Stored items
---

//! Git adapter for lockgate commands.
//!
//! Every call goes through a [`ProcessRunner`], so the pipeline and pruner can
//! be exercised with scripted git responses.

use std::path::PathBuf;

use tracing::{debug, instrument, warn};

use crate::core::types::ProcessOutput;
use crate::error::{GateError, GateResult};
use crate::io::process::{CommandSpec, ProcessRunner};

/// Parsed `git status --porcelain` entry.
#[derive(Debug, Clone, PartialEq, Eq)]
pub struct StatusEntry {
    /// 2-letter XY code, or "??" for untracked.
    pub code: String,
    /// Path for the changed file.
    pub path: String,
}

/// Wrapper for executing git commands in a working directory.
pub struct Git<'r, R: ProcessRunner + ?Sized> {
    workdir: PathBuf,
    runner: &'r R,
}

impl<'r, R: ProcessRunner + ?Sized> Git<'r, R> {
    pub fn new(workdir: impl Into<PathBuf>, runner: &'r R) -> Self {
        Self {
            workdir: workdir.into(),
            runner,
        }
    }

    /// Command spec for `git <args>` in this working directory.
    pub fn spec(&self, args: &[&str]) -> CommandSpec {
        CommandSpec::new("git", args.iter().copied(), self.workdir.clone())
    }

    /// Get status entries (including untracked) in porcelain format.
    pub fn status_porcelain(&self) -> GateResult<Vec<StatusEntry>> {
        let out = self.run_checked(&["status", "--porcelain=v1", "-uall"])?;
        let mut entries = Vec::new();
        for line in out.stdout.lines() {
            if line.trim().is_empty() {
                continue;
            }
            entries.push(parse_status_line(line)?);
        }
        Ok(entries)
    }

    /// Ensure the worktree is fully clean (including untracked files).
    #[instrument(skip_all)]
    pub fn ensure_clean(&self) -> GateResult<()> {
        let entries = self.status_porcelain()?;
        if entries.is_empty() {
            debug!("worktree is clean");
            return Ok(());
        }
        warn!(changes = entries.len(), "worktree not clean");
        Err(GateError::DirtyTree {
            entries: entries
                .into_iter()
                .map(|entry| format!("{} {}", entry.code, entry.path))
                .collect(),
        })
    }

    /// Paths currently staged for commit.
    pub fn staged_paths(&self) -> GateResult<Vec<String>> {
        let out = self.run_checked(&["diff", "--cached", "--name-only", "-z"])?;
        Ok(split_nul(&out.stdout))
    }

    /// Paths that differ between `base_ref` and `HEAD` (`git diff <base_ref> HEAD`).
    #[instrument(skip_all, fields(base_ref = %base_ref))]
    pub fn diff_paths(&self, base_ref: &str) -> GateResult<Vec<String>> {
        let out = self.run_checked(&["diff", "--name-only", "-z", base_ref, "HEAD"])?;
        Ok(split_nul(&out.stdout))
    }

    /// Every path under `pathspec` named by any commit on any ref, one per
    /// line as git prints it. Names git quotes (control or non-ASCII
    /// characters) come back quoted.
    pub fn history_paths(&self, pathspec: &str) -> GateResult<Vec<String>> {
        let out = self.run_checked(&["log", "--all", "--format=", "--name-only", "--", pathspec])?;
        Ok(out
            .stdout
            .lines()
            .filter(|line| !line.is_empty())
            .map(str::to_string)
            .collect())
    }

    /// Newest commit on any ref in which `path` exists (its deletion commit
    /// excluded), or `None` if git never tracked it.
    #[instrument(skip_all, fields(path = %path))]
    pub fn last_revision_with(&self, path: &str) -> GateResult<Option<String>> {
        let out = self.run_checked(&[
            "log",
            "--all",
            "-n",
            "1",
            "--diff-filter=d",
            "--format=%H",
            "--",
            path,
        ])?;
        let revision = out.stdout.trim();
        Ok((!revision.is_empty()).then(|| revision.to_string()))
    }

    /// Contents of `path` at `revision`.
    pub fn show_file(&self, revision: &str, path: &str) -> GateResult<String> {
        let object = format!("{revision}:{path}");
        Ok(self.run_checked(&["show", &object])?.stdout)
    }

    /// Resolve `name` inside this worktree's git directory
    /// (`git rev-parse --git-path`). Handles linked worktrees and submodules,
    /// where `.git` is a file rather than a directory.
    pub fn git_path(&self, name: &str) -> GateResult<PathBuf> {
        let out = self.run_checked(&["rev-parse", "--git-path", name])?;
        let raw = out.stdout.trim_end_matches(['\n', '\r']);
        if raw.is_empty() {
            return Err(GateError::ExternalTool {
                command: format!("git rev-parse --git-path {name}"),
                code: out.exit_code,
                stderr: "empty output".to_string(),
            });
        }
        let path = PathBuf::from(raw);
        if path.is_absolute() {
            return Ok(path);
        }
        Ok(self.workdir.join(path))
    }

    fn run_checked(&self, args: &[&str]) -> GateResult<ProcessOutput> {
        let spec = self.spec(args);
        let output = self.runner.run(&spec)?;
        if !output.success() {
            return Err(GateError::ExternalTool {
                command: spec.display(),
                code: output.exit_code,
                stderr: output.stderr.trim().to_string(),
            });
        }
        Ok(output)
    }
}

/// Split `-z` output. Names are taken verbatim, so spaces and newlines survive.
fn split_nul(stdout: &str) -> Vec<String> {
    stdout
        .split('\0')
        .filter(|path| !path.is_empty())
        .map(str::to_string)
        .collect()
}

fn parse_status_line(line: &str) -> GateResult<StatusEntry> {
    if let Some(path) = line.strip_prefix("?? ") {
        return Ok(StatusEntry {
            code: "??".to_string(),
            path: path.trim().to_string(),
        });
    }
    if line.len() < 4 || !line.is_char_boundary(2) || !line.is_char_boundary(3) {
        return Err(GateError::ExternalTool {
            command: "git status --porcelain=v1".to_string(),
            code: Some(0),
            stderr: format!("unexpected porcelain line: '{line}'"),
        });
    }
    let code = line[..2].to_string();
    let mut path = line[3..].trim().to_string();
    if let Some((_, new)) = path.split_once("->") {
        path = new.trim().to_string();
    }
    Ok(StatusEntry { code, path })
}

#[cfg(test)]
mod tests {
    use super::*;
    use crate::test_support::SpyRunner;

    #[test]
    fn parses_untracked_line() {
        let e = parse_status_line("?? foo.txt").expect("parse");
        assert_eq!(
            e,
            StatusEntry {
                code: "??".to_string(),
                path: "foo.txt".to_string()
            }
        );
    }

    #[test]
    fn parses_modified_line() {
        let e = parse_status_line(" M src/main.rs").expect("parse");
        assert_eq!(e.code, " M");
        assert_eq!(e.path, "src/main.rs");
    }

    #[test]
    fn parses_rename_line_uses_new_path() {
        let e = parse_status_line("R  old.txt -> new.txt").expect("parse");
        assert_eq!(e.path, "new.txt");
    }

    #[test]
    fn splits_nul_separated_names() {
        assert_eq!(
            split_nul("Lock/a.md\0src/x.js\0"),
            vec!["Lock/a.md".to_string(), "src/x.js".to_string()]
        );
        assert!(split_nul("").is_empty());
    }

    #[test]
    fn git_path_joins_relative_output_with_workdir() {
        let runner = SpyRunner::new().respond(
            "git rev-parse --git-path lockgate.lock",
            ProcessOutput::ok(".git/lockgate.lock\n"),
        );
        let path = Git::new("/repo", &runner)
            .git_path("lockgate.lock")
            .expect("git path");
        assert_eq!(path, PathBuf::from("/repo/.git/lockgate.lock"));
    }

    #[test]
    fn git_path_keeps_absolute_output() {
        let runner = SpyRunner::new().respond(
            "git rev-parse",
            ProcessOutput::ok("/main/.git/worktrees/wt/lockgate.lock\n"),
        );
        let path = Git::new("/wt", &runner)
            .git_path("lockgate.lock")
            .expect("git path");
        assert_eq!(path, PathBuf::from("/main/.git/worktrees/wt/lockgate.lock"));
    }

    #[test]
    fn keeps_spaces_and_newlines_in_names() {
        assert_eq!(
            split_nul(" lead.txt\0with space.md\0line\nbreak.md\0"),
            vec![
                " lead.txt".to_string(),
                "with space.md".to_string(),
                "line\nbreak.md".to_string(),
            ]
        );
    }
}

---

(THE TASK): Each line of the data above containing the string "warn" is to be copied.

(WRITTEN SOLUTION):
use tracing::{debug, instrument, warn};
        warn!(changes = entries.len(), "worktree not clean");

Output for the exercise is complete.